李和由衷的感到蒼蠅多了有點煩,可又不能為了拍幾隻蒼蠅在大炮口粘蜂蜜,否則只能招來更多的蒼蠅。
他越發有錢之後,越來越有這樣的感慨,他看到了一個時代一個人因為擁有的可以隨意得到最想要的資源,也看到了這個時代變化的太快,人的慾望變化的更快。
富這件事情本身,真的不是什麼了不起的事。
許多人卻把財富當做鎚子,眼裡看什麼都是釘子。
他依然有許多想做而不能做的事情,依然有許多能做而不屑做的事情。
可是呢,錢的作用確實是有的,他也必須承認,錢給他帶來的是選擇和自由,而不是什麼束縛。
他有錢,所以他有選擇權。
錢對他最大的作用是他可以選擇高調或者低調。
他將來不準備混互聯網業,沒心思為了品牌塑造,天天媒體上搞一波心靈雞湯,今天這個採訪,明天那個那個講座,後天這個會議。
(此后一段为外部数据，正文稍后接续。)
//! Big-endian bit-field extraction

use crate::error::{ParamError, ParamResult};

/// Widest field supported by [`extract_bits`]
pub const MAX_BIT_LENGTH: usize = 32;

/// Extract `bit_length` bits starting at `bit_offset`
///
/// Bit 0 is the most significant bit of `buf[0]`. Fields may straddle any
/// number of byte boundaries.
pub fn extract_bits(buf: &[u8], bit_offset: usize, bit_length: usize) -> ParamResult<u64> {
    if bit_length == 0 || bit_length > MAX_BIT_LENGTH {
        return Err(ParamError::InvalidBitLength { bit_length });
    }

    let bit_end = bit_offset + bit_length;
    if bit_end > buf.len() * 8 {
        return Err(ParamError::BitRangeOutOfBounds {
            bit_offset,
            bit_length,
            buffer_bits: buf.len() * 8,
        });
    }

    let first_byte = bit_offset / 8;
    let last_byte = (bit_end - 1) / 8;

    // At most 5 bytes (32 bits + 7 bits of lead-in), fits in a u64
    let mut acc: u64 = 0;
    for &b in &buf[first_byte..=last_byte] {
        acc = (acc << 8) | u64::from(b);
    }

    let spanned_bits = (last_byte - first_byte + 1) * 8;
    let trailing = spanned_bits - (bit_end - first_byte * 8);
    let mask = (1u64 << bit_length) - 1;

    Ok((acc >> trailing) & mask)
}

/// Two's-complement sign extension of a `bit_length`-wide value
pub fn sign_extend(raw: u64, bit_length: usize) -> i64 {
    let shift = 64 - bit_length as u32;
    ((raw << shift) as i64) >> shift
}

#[cfg(test)]
mod tests {
    use super::*;
    use rstest::rstest;

    #[rstest]
    #[case::first_byte(&[0x50, 0x00], 0, 8, 0x50)]
    #[case::whole_word(&[0x12, 0x34], 0, 16, 0x1234)]
    #[case::single_msb(&[0x80], 0, 1, 1)]
    #[case::single_lsb(&[0x01], 7, 1, 1)]
    #[case::inside_second_byte(&[0x00, 0b0001_1100], 11, 3, 0b111)]
    #[case::straddle(&[0b0000_0011, 0b1100_0000], 6, 4, 0b1111)]
    #[case::nibble_straddle(&[0xAB, 0xCD, 0xEF], 4, 12, 0xBCD)]
    #[case::three_bytes(&[0x0F, 0xFF, 0xF0], 4, 16, 0xFFFF)]
    #[case::max_width_unaligned(&[0x01, 0x23, 0x45, 0x67, 0x89], 4, 32, 0x1234_5678)]
    fn test_extract_bits(
        #[case] buf: &[u8],
        #[case] offset: usize,
        #[case] length: usize,
        #[case] expected: u64,
    ) {
        assert_eq!(extract_bits(buf, offset, length).unwrap(), expected);
    }

    #[test]
    fn test_straddle_matches_manual_shift() {
        let buf = [0x5A, 0xC3];
        for offset in 0..=13 {
            let raw = extract_bits(&buf, offset, 3).unwrap();
            let word = u16::from_be_bytes(buf);
            let manual = (word >> (16 - offset - 3)) & 0b111;
            assert_eq!(raw, u64::from(manual), "offset {}", offset);
        }
    }

    #[test]
    fn test_out_of_bounds() {
        assert_eq!(
            extract_bits(&[0xFF], 4, 8),
            Err(ParamError::BitRangeOutOfBounds {
                bit_offset: 4,
                bit_length: 8,
                buffer_bits: 8,
            })
        );
    }

    #[test]
    fn test_invalid_length() {
        assert!(matches!(
            extract_bits(&[0; 8], 0, 0),
            Err(ParamError::InvalidBitLength { bit_length: 0 })
        ));
        assert!(matches!(
            extract_bits(&[0; 8], 0, 33),
            Err(ParamError::InvalidBitLength { bit_length: 33 })
        ));
    }

    #[rstest]
    #[case(0b0111, 4, 7)]
    #[case(0b1000, 4, -8)]
    #[case(0b1111, 4, -1)]
    #[case(0xFF, 8, -1)]
    #[case(0x7F, 8, 127)]
    #[case(0x800, 12, -2048)]
    #[case(0xFFFF_FFFF, 32, -1)]
    fn test_sign_extend(#[case] raw: u64, #[case] len: usize, #[case] expected: i64) {
        assert_eq!(sign_extend(raw, len), expected);
    }
}
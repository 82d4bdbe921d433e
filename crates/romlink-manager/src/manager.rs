//! Device Manager - transport/protocol registry and connection lifecycle
//!
//! The manager owns at most one [`ActiveConnection`]. Protocol operations
//! issued through it hold the connection lock for their whole duration, so
//! no two operations ever share the connection.

use std::sync::Arc;

use parking_lot::RwLock;
use romlink_core::{
    Connection, DeviceInfo, EcuProtocol, PidDescriptor, RomCallbacks, Transport, WriteOptions,
};
use tokio::sync::{broadcast, Mutex};
use tracing::{debug, info, warn};

use crate::error::{ManagerError, ManagerResult};
use crate::selector::{DeviceSelector, FirstDeviceSelector};

// =============================================================================
// Types
// =============================================================================

/// Connection-state notification
#[derive(Debug, Clone, PartialEq, Eq)]
pub enum ConnectionEvent {
    Connected { device: String, protocol: String },
    Disconnected,
}

/// The currently connected device and the protocol driving it
#[derive(Clone)]
pub struct ActiveConnection {
    pub connection: Arc<dyn Connection>,
    pub protocol: Arc<dyn EcuProtocol>,
    pub device_name: String,
}

impl std::fmt::Debug for ActiveConnection {
    fn fmt(&self, f: &mut std::fmt::Formatter<'_>) -> std::fmt::Result {
        f.debug_struct("ActiveConnection")
            .field("device_name", &self.device_name)
            .field("device_id", &self.connection.device_id())
            .field("transport", &self.connection.transport_name())
            .field("protocol", &self.protocol.name())
            .finish()
    }
}

// =============================================================================
// DeviceManager
// =============================================================================

/// Registry of transports and protocols plus the single active connection
pub struct DeviceManager {
    /// Registered transports by id, in registration order
    transports: RwLock<Vec<(String, Arc<dyn Transport>)>>,
    /// Registered protocols; registration order is the matching order
    protocols: RwLock<Vec<Arc<dyn EcuProtocol>>>,
    selector: RwLock<Arc<dyn DeviceSelector>>,
    active: Mutex<Option<ActiveConnection>>,
    events: broadcast::Sender<ConnectionEvent>,
}

impl Default for DeviceManager {
    fn default() -> Self {
        Self::new(Arc::new(FirstDeviceSelector))
    }
}

impl DeviceManager {
    pub fn new(selector: Arc<dyn DeviceSelector>) -> Self {
        let (events, _) = broadcast::channel(16);
        Self {
            transports: RwLock::new(Vec::new()),
            protocols: RwLock::new(Vec::new()),
            selector: RwLock::new(selector),
            active: Mutex::new(None),
            events,
        }
    }

    /// Register a transport, replacing any transport with the same id
    pub fn register_transport(&self, id: impl Into<String>, transport: Arc<dyn Transport>) {
        let id = id.into();
        let mut transports = self.transports.write();
        match transports.iter_mut().find(|(existing, _)| *existing == id) {
            Some(slot) => {
                info!(transport = %id, "Replacing registered transport");
                slot.1 = transport;
            }
            None => {
                info!(transport = %id, "Registering transport");
                transports.push((id, transport));
            }
        }
    }

    /// Append a protocol to the matching order
    pub fn register_protocol(&self, protocol: Arc<dyn EcuProtocol>) {
        info!(protocol = %protocol.name(), "Registering protocol");
        self.protocols.write().push(protocol);
    }

    pub fn set_selector(&self, selector: Arc<dyn DeviceSelector>) {
        *self.selector.write() = selector;
    }

    pub fn transport_ids(&self) -> Vec<String> {
        self.transports
            .read()
            .iter()
            .map(|(id, _)| id.clone())
            .collect()
    }

    pub fn protocol_names(&self) -> Vec<String> {
        self.protocols
            .read()
            .iter()
            .map(|p| p.name().to_string())
            .collect()
    }

    /// Subscribe to connection-state changes
    pub fn subscribe(&self) -> broadcast::Receiver<ConnectionEvent> {
        self.events.subscribe()
    }

    fn transport(&self, id: &str) -> Option<Arc<dyn Transport>> {
        self.transports
            .read()
            .iter()
            .find(|(existing, _)| existing == id)
            .map(|(_, t)| t.clone())
    }

    /// Enumerate devices on every registered transport
    ///
    /// A transport that fails to enumerate contributes no devices.
    pub async fn list_all_devices(&self) -> Vec<DeviceInfo> {
        let transports = self.transports.read().clone();

        let mut devices = Vec::new();
        for (id, transport) in &transports {
            match transport.list_devices().await {
                Ok(found) => {
                    debug!(transport = %id, count = found.len(), "Transport enumerated");
                    devices.extend(found);
                }
                Err(e) => {
                    warn!(transport = %id, error = %e, "Transport enumeration failed, skipping");
                }
            }
        }
        devices
    }

    /// Pick a device, open it and find the first protocol that can drive it
    pub async fn select_device_and_protocol(&self) -> ManagerResult<ActiveConnection> {
        let mut devices = self.list_all_devices().await;
        let device = match devices.len() {
            0 => return Err(ManagerError::NoDevicesFound),
            1 => devices.swap_remove(0),
            _ => {
                let labels: Vec<String> = devices.iter().map(DeviceInfo::label).collect();
                let selector = self.selector.read().clone();
                let index = selector
                    .select(&labels)
                    .await
                    .ok_or(ManagerError::SelectionCancelled)?;
                if index >= devices.len() {
                    return Err(ManagerError::SelectionCancelled);
                }
                devices.swap_remove(index)
            }
        };
        info!(device = %device.label(), "Device selected");

        let transport = self
            .transport(&device.transport_name)
            .ok_or_else(|| ManagerError::TransportNotRegistered(device.transport_name.clone()))?;
        let connection = transport.connect(&device.id).await?;

        let protocols = self.protocols.read().clone();
        for protocol in &protocols {
            match protocol.can_handle(connection.as_ref()).await {
                Ok(true) => {
                    info!(device = %device.label(), protocol = %protocol.name(), "Protocol matched");
                    return Ok(ActiveConnection {
                        connection,
                        protocol: protocol.clone(),
                        device_name: device.name,
                    });
                }
                Ok(false) => {
                    debug!(protocol = %protocol.name(), "Protocol declined device");
                }
                Err(e) => {
                    warn!(protocol = %protocol.name(), error = %e, "Protocol check failed, treating as no match");
                }
            }
        }

        if let Err(e) = connection.close().await {
            warn!(device = %device.label(), error = %e, "Failed to close unmatched connection");
        }
        Err(ManagerError::NoMatchingProtocol {
            device: device.label(),
            tried: protocols.iter().map(|p| p.name().to_string()).collect(),
        })
    }

    /// Connect, or return the existing connection without re-probing
    pub async fn connect(&self) -> ManagerResult<ActiveConnection> {
        let mut active = self.active.lock().await;
        if let Some(existing) = active.as_ref() {
            debug!(device = %existing.device_name, "Already connected");
            return Ok(existing.clone());
        }

        let selected = self.select_device_and_protocol().await?;
        info!(
            device = %selected.device_name,
            protocol = %selected.protocol.name(),
            "Connected"
        );
        *active = Some(selected.clone());
        let _ = self.events.send(ConnectionEvent::Connected {
            device: selected.device_name.clone(),
            protocol: selected.protocol.name().to_string(),
        });
        Ok(selected)
    }

    /// Close the active connection, if any
    ///
    /// Close failures are logged, not returned.
    pub async fn disconnect(&self) {
        let mut active = self.active.lock().await;
        let Some(current) = active.take() else {
            return;
        };

        if let Err(e) = current.connection.close().await {
            warn!(device = %current.device_name, error = %e, "Error closing connection");
        }
        info!(device = %current.device_name, "Disconnected");
        let _ = self.events.send(ConnectionEvent::Disconnected);
    }

    pub async fn active(&self) -> Option<ActiveConnection> {
        self.active.lock().await.clone()
    }

    pub async fn is_connected(&self) -> bool {
        self.active.lock().await.is_some()
    }

    /// Disconnect and clear every registry
    pub async fn dispose(&self) {
        self.disconnect().await;
        self.transports.write().clear();
        self.protocols.write().clear();
        debug!("Device manager disposed");
    }

    // =========================================================================
    // Operations on the active connection
    // =========================================================================

    pub async fn read_rom(&self, callbacks: &RomCallbacks) -> ManagerResult<Vec<u8>> {
        let active = self.active.lock().await;
        let current = active.as_ref().ok_or(ManagerError::NotConnected)?;
        Ok(current
            .protocol
            .read_rom(current.connection.as_ref(), callbacks)
            .await?)
    }

    pub async fn write_rom(
        &self,
        rom: &[u8],
        options: WriteOptions<'_>,
        callbacks: &RomCallbacks,
    ) -> ManagerResult<()> {
        let active = self.active.lock().await;
        let current = active.as_ref().ok_or(ManagerError::NotConnected)?;
        current
            .protocol
            .write_rom(current.connection.as_ref(), rom, options, callbacks)
            .await?;
        Ok(())
    }

    pub async fn supported_pids(&self) -> ManagerResult<Vec<PidDescriptor>> {
        let active = self.active.lock().await;
        let current = active.as_ref().ok_or(ManagerError::NotConnected)?;
        Ok(current
            .protocol
            .get_supported_pids(current.connection.as_ref())
            .await?)
    }
}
他只想一個人安安穩穩的走大街上,沒人對他指手畫腳,竊竊私語。
悶聲大發財,才是墜吼的!
福布斯榜單上的人知道他低調,這才是最大的高調。
當然,如果別人用所謂的「低調」讓他低頭,那一定是痴心妄想。
「我不追究了!不追究了行不行!」洪三嘴裡的襪子被扯開以後,終於開始嚎哭,「盧哥,威哥,我錯了行不行,你們放過我吧!我真的不知道是你們的朋友!」
小威又狠狠的踢了他一腳,罵道,「做你娘的春秋大夢吧,說要讓老子牢底坐穿的是不是你啊!說話啊!是不是你!」
又接連踢了好幾腳。
他發跡之後,還沒有受過這種窩囊氣呢。
李和把小威推開,對著洪山腦袋看了一圈,然後問,「你真的縫針了?」
這人中氣十足,而且還有力氣追下樓,哪裡像縫了17針的樣子,李和不得不懷疑。
「我……」洪三哭喪著臉半天不說話。
「那我自己看。」小威作勢要去揭了洪山頭上的紗布。
洪山急忙用手護住頭說,「我說,我說,縫針了,真的縫針了。」
「還沒實話。」
小威要強行掰開洪三手的時候,洪三終於撐不住了,急忙說,「縫了三針,真的只縫了三針!騙你龜兒子!不對,不對,騙你我是龜兒子!」
他突然意識到說錯話,立刻糾正了過來。
李和看他這熊樣,突然覺得索然無味了,哪怕對方硬氣一點,他能好意思繼續下手。
出了屋子,點著了一顆煙,待何龍來了,說,「誰打你最狠,往誰身上招呼。」
「曉得了,姐夫。」何龍進了屋子,仇人見面分外眼紅,拒絕了小威的棍子,用尚好的左手朝著洪三等人招呼了過去,拳拳到肉。
可是後來洪三臉上鼻子出血了,他又不敢打了。
小威道,「使勁打,打不死。」
何龍搖搖頭道,「他怎麼打的我,我怎麼打回來好了。」
他不願意再繼續動手了,瞪了一眼洪三,就出了屋子。
李和問,「真的不打了?」
何龍道,「姐夫,算了吧,打架打服了還要怎樣。」
李和欣慰,這何龍比他想像中的懂事多了。
盧波詢問李和的意思,李和道,「小拇指全部給折了,讓他們嘗嘗這滋味好受不好受,省的以後再害人。」
盧波朝旁邊的人拋了個眼色,旁邊人立馬進屋裡下狠手去了,先是一陣告饒,後是一陣慘叫。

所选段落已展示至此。